» **Exercise brief**
Where does "ChainBackendRef" appear in the data? Return each line that holds it.

##### Source records

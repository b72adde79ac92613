use bitcoincore_rpc::Auth;
use bitcoincore_rpc::bitcoin::Network;
use serde::{Deserialize, Serialize};
use std::path::PathBuf;

#[derive(Debug, Clone, PartialEq, Serialize, Deserialize)]
pub enum BackendAuth {
    None,
    UserPass(String, String),
    CookieFile(PathBuf),
}

fn default_network() -> Network {
    Network::Bitcoin
}

fn default_timeout_secs() -> u64 {
    30
}

/// One chain backend endpoint the gateway may talk to.
#[derive(Debug, Clone, PartialEq, Serialize, Deserialize)]
pub struct EndpointConfig {
    #[serde(default = "default_network")]
    pub network: Network,

    #[serde(default)]
    pub data_dir: Option<PathBuf>,

    #[serde(default)]
    pub rpc_url: Option<String>,

    #[serde(default)]
    pub auth: Option<BackendAuth>,

    // Per-attempt timeout used by the failover caller
    #[serde(default = "default_timeout_secs")]
    pub timeout_secs: u64,
}

impl EndpointConfig {
    pub fn network(&self) -> Network {
        self.network
    }

    pub fn data_dir(&self) -> PathBuf {
        if let Some(ref dir) = self.data_dir {
            return dir.clone();
        }

        let base_dir = dirs::home_dir().unwrap_or_else(|| PathBuf::from("."));
        match self.network() {
            Network::Bitcoin => base_dir.join(".bitcoin"),
            Network::Testnet => base_dir.join(".bitcoin/testnet3"),
            Network::Testnet4 => base_dir.join(".bitcoin/testnet4"),
            Network::Signet => base_dir.join(".bitcoin/signet"),
            Network::Regtest => base_dir.join(".bitcoin/regtest"),
            #[allow(unreachable_patterns)]
            _ => base_dir.join(".bitcoin"),
        }
    }

    pub fn rpc_url(&self) -> String {
        if let Some(ref url) = self.rpc_url {
            return url.clone();
        }

        let port = match self.network() {
            Network::Bitcoin => 8332,
            Network::Testnet => 18332,
            Network::Testnet4 => 48332,
            Network::Signet => 38332,
            Network::Regtest => 18443,
            #[allow(unreachable_patterns)]
            _ => 8332,
        };

        format!("http://127.0.0.1:{}", port)
    }

    pub fn auth(&self) -> Auth {
        match self.auth {
            Some(BackendAuth::None) => Auth::None,
            Some(BackendAuth::UserPass(ref user, ref pass)) => {
                Auth::UserPass(user.clone(), pass.clone())
            }
            Some(BackendAuth::CookieFile(ref path)) => Auth::CookieFile(path.clone()),

            // Default to the cookie file inside the node data dir
            None => Auth::CookieFile(self.data_dir().join(".cookie")),
        }
    }

    pub fn timeout(&self) -> std::time::Duration {
        std::time::Duration::from_secs(self.timeout_secs)
    }
}

impl Default for EndpointConfig {
    fn default() -> Self {
        Self {
            network: default_network(),
            data_dir: None,
            rpc_url: None,
            auth: None,
            timeout_secs: default_timeout_secs(),
        }
    }
}

fn default_gateway_rpc_url() -> String {
    format!(
        "http://127.0.0.1:{}",
        crate::constants::LEDGER_GATEWAY_SERVICE_HTTP_PORT
    )
}

/// Where clients reach a running gateway.
#[derive(Debug, Clone, PartialEq, Serialize, Deserialize)]
pub struct GatewayClientConfig {
    #[serde(default = "default_gateway_rpc_url")]
    pub rpc_url: String,
}

impl Default for GatewayClientConfig {
    fn default() -> Self {
        Self {
            rpc_url: default_gateway_rpc_url(),
        }
    }
}
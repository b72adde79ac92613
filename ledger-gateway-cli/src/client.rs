use ledger_gateway::SyncStatus;
use ledger_gateway::backend::{BlockHeaderInfo, VerboseBlock};
use ledger_gateway::types::{
    AddressBalance, AddressHistory, AddressSummary, BlockOverview, DetailedTransaction,
    HistoryOptions, MempoolDelta, SummaryOptions, TxidsOptions,
};
use reqwest::Client;
use serde::Deserialize;
use serde_json::{Value, json};

pub struct RpcClient {
    url: String,
    client: Client,
}

impl RpcClient {
    pub fn new(url: &str) -> Result<Self, String> {
        let client = Client::builder().build().map_err(|e| {
            let msg = format!("Failed to build HTTP client: {}", e);
            log::error!("{}", msg);
            msg
        })?;

        Ok(Self {
            url: url.to_string(),
            client,
        })
    }

    pub fn url(&self) -> &str {
        &self.url
    }

    pub async fn get_block_height(&self) -> Result<u64, String> {
        self.rpc_call("get_block_height", json!([])).await
    }

    pub async fn get_best_block_hash(&self) -> Result<String, String> {
        self.rpc_call("get_best_block_hash", json!([])).await
    }

    pub async fn get_sync_status(&self) -> Result<SyncStatus, String> {
        self.rpc_call("get_sync_status", json!([])).await
    }

    pub async fn get_address_balance(&self, addresses: &[String]) -> Result<AddressBalance, String> {
        self.rpc_call("get_address_balance", json!([addresses])).await
    }

    pub async fn get_address_mempool(
        &self,
        addresses: &[String],
    ) -> Result<Vec<MempoolDelta>, String> {
        self.rpc_call("get_address_mempool", json!([addresses])).await
    }

    pub async fn get_address_txids(
        &self,
        addresses: &[String],
        options: &TxidsOptions,
    ) -> Result<Vec<String>, String> {
        self.rpc_call("get_address_txids", json!([addresses, options]))
            .await
    }

    pub async fn get_address_history(
        &self,
        addresses: &[String],
        options: &HistoryOptions,
    ) -> Result<AddressHistory, String> {
        self.rpc_call("get_address_history", json!([addresses, options]))
            .await
    }

    pub async fn get_address_summary(
        &self,
        addresses: &[String],
        options: &SummaryOptions,
    ) -> Result<AddressSummary, String> {
        self.rpc_call("get_address_summary", json!([addresses, options]))
            .await
    }

    pub async fn get_detailed_transaction(&self, txid: &str) -> Result<DetailedTransaction, String> {
        self.rpc_call("get_detailed_transaction", json!([txid])).await
    }

    pub async fn get_transaction(&self, txid: &str) -> Result<Value, String> {
        self.rpc_call("get_transaction", json!([txid])).await
    }

    pub async fn get_block(&self, block: &Value) -> Result<VerboseBlock, String> {
        self.rpc_call("get_block", json!([block])).await
    }

    pub async fn get_block_header(&self, block: &Value) -> Result<BlockHeaderInfo, String> {
        self.rpc_call("get_block_header", json!([block])).await
    }

    pub async fn get_block_overview(&self, block: &Value) -> Result<BlockOverview, String> {
        self.rpc_call("get_block_overview", json!([block])).await
    }

    pub async fn send_transaction(&self, hex: &str, allow_absurd_fees: bool) -> Result<String, String> {
        self.rpc_call("send_transaction", json!([hex, allow_absurd_fees]))
            .await
    }

    pub async fn stop(&self) -> Result<(), String> {
        self.rpc_call("stop", json!([])).await
    }

    async fn rpc_call<T: for<'de> Deserialize<'de>>(
        &self,
        method: &str,
        params: Value,
    ) -> Result<T, String> {
        let request = json!({
            "jsonrpc": "2.0",
            "method": method,
            "params": params,
            "id": 1
        });

        let resp: Value = self
            .client
            .post(&self.url)
            .json(&request)
            .send()
            .await
            .map_err(|e| {
                let msg = format!("Failed to send RPC request: {}", e);
                log::error!("{}", msg);
                msg
            })?
            .json()
            .await
            .map_err(|e| {
                let msg = format!("Failed to parse RPC response: {}", e);
                log::error!("{}", msg);
                msg
            })?;

        if let Some(err) = resp.get("error") {
            let msg = format!(
                "RPC error {}: {}",
                err["code"],
                err["message"].as_str().unwrap_or("unknown error")
            );
            log::error!("{}", msg);
            return Err(msg);
        }

        serde_json::from_value(resp["result"].clone()).map_err(|e| {
            let msg = format!("Failed to parse RPC result: {}", e);
            log::error!("{}", msg);
            msg
        })
    }
}
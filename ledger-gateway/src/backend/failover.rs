use super::{ChainBackendRef, EndpointPoolRef};
use crate::error::{BackendResult, GatewayError, GatewayResult};
use std::future::Future;
use std::sync::Arc;
use std::time::Duration;

/// Runs backend operations across the endpoint pool, moving on to the next
/// endpoint after a failure.
pub struct FailoverCaller {
    pool: EndpointPoolRef,
    interval: Duration,
}

impl FailoverCaller {
    pub fn new(pool: EndpointPoolRef, interval: Duration) -> Self {
        Self { pool, interval }
    }

    pub fn pool(&self) -> &EndpointPoolRef {
        &self.pool
    }

    /// Tries `op` on each endpoint at most once, starting at the pool cursor,
    /// sleeping `interval` between attempts. Exhaustion returns the last error.
    pub async fn try_all<T, F, Fut>(&self, method: &str, op: F) -> GatewayResult<T>
    where
        F: Fn(ChainBackendRef) -> Fut,
        Fut: Future<Output = BackendResult<T>>,
    {
        let attempts = self.pool.len();
        let start = self.pool.next_index();
        let mut last_error = None;

        for attempt in 0..attempts {
            if attempt > 0 {
                tokio::time::sleep(self.interval).await;
            }

            let endpoint = self.pool.get(start + attempt);
            match op(endpoint.clone()).await {
                Ok(value) => return Ok(value),
                Err(e) => {
                    warn!(
                        "{} failed on {} (attempt {}/{}): {}",
                        method,
                        endpoint.name(),
                        attempt + 1,
                        attempts,
                        e
                    );
                    last_error = Some(e);
                }
            }
        }

        match last_error {
            Some(e) => {
                error!("{} failed on all {} endpoint(s): {}", method, attempts, e);
                Err(e.into())
            }
            None => Err(GatewayError::Internal(format!(
                "{} has no endpoint to run on",
                method
            ))),
        }
    }

    /// Single attempt on the next endpoint, for non-idempotent or cheap calls.
    pub async fn call_once<T, F, Fut>(&self, method: &str, op: F) -> GatewayResult<T>
    where
        F: FnOnce(ChainBackendRef) -> Fut,
        Fut: Future<Output = BackendResult<T>>,
    {
        let endpoint = self.pool.client();
        op(endpoint.clone()).await.map_err(|e| {
            error!("{} failed on {}: {}", method, endpoint.name(), e);
            e.into()
        })
    }
}

pub type FailoverCallerRef = Arc<FailoverCaller>;
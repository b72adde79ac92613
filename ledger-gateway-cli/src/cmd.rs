use clap::{Args, Parser, Subcommand};
use gateway_util::GatewayClientConfig;
use serde_json::Value;

#[derive(Parser)]
#[command(name = "ledger-gateway-cli")]
#[command(about = "Ledger gateway JSON-RPC client")]
pub struct Cli {
    #[arg(short, long, default_value_t = GatewayClientConfig::default().rpc_url)]
    pub url: String,

    #[command(subcommand)]
    pub command: Commands,
}

#[derive(Subcommand)]
pub enum Commands {
    /// Get the height of the tip the gateway follows
    Height,

    /// Get the backend's best block hash
    BestBlock,

    /// Get sync status, optionally waiting until the backend is synced
    Status {
        #[arg(short, long, default_value_t = false)]
        watch: bool,
    },

    /// Stop the ledger gateway service
    Stop,

    /// Get the confirmed balance of one or more addresses
    Balance {
        #[arg(value_name = "ADDRESS", num_args = 1..)]
        addresses: Vec<String>,
    },

    /// List txids touching the addresses, newest first
    Txids {
        #[arg(value_name = "ADDRESS", num_args = 1..)]
        addresses: Vec<String>,

        #[clap(flatten)]
        filter: TxidsFilter,
    },

    /// Get one page of transaction history
    History {
        #[arg(value_name = "ADDRESS", num_args = 1..)]
        addresses: Vec<String>,

        #[clap(flatten)]
        page: Page,

        #[clap(flatten)]
        filter: TxidsFilter,
    },

    /// Get the address summary
    Summary {
        #[arg(value_name = "ADDRESS", num_args = 1..)]
        addresses: Vec<String>,

        #[clap(flatten)]
        page: Page,

        /// Skip unconfirmed transactions
        #[arg(long, default_value_t = false)]
        no_mempool: bool,

        /// Leave out the txid list
        #[arg(long, default_value_t = false)]
        no_tx_list: bool,
    },

    /// List unconfirmed outputs paying into the addresses
    Mempool {
        #[arg(value_name = "ADDRESS", num_args = 1..)]
        addresses: Vec<String>,
    },

    /// Get a transaction
    Tx {
        txid: String,

        /// Show the expanded view with input values and fee
        #[arg(short, long, default_value_t = false)]
        detailed: bool,
    },

    /// Get a block by hash or height
    Block {
        #[arg(value_name = "HASH_OR_HEIGHT")]
        block: String,

        #[clap(flatten)]
        view: BlockView,
    },

    /// Broadcast a serialized transaction
    Send {
        hex: String,

        #[arg(long, default_value_t = false)]
        allow_absurd_fees: bool,
    },
}

#[derive(Args, Debug, Clone)]
pub struct TxidsFilter {
    /// Skip unconfirmed transactions
    #[arg(long, default_value_t = false)]
    pub no_mempool: bool,

    /// Only unconfirmed transactions
    #[arg(long, default_value_t = false, conflicts_with = "no_mempool")]
    pub mempool_only: bool,

    /// Highest block height, requires --end
    #[arg(long, requires = "end")]
    pub start: Option<u32>,

    /// Lowest block height, requires --start
    #[arg(long, requires = "start")]
    pub end: Option<u32>,
}

#[derive(Args, Debug, Clone)]
pub struct Page {
    #[arg(long)]
    pub from: Option<usize>,

    #[arg(long)]
    pub to: Option<usize>,
}

#[derive(Args, Debug, Clone)]
#[group(required = false, multiple = false)]
pub struct BlockView {
    /// Show the header only
    #[arg(long, default_value_t = false)]
    pub header: bool,

    /// Show the header fields and txids
    #[arg(long, default_value_t = false)]
    pub overview: bool,
}

/// Heights go over the wire as numbers, anything else as a hash.
pub fn block_arg(block: &str) -> Value {
    match block.parse::<u64>() {
        Ok(height) if block.len() < 40 => Value::from(height),
        _ => Value::from(block),
    }
}

#[cfg(test)]
mod tests {
    use super::*;

    #[test]
    fn test_block_arg() {
        assert_eq!(block_arg("123"), Value::from(123u64));
        let hash = "000000000019d6689c085ae165831e934ff763ae46a2a6c172b3f1b60a8ce26f";
        assert_eq!(block_arg(hash), Value::from(hash));
    }

    #[test]
    fn test_parse_txids_command() {
        let cli = Cli::try_parse_from([
            "ledger-gateway-cli",
            "txids",
            "addr1",
            "addr2",
            "--start",
            "10",
            "--end",
            "2",
        ])
        .unwrap();

        match cli.command {
            Commands::Txids { addresses, filter } => {
                assert_eq!(addresses, vec!["addr1", "addr2"]);
                assert_eq!(filter.start, Some(10));
                assert_eq!(filter.end, Some(2));
                assert!(!filter.no_mempool);
            }
            _ => panic!("Unexpected command"),
        }

        assert!(
            Cli::try_parse_from(["ledger-gateway-cli", "txids", "addr1", "--start", "10"]).is_err()
        );
    }
}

##########

» **Exercise result**
use super::{ChainBackendRef, EndpointPoolRef};
        F: Fn(ChainBackendRef) -> Fut,
        F: FnOnce(ChainBackendRef) -> Fut,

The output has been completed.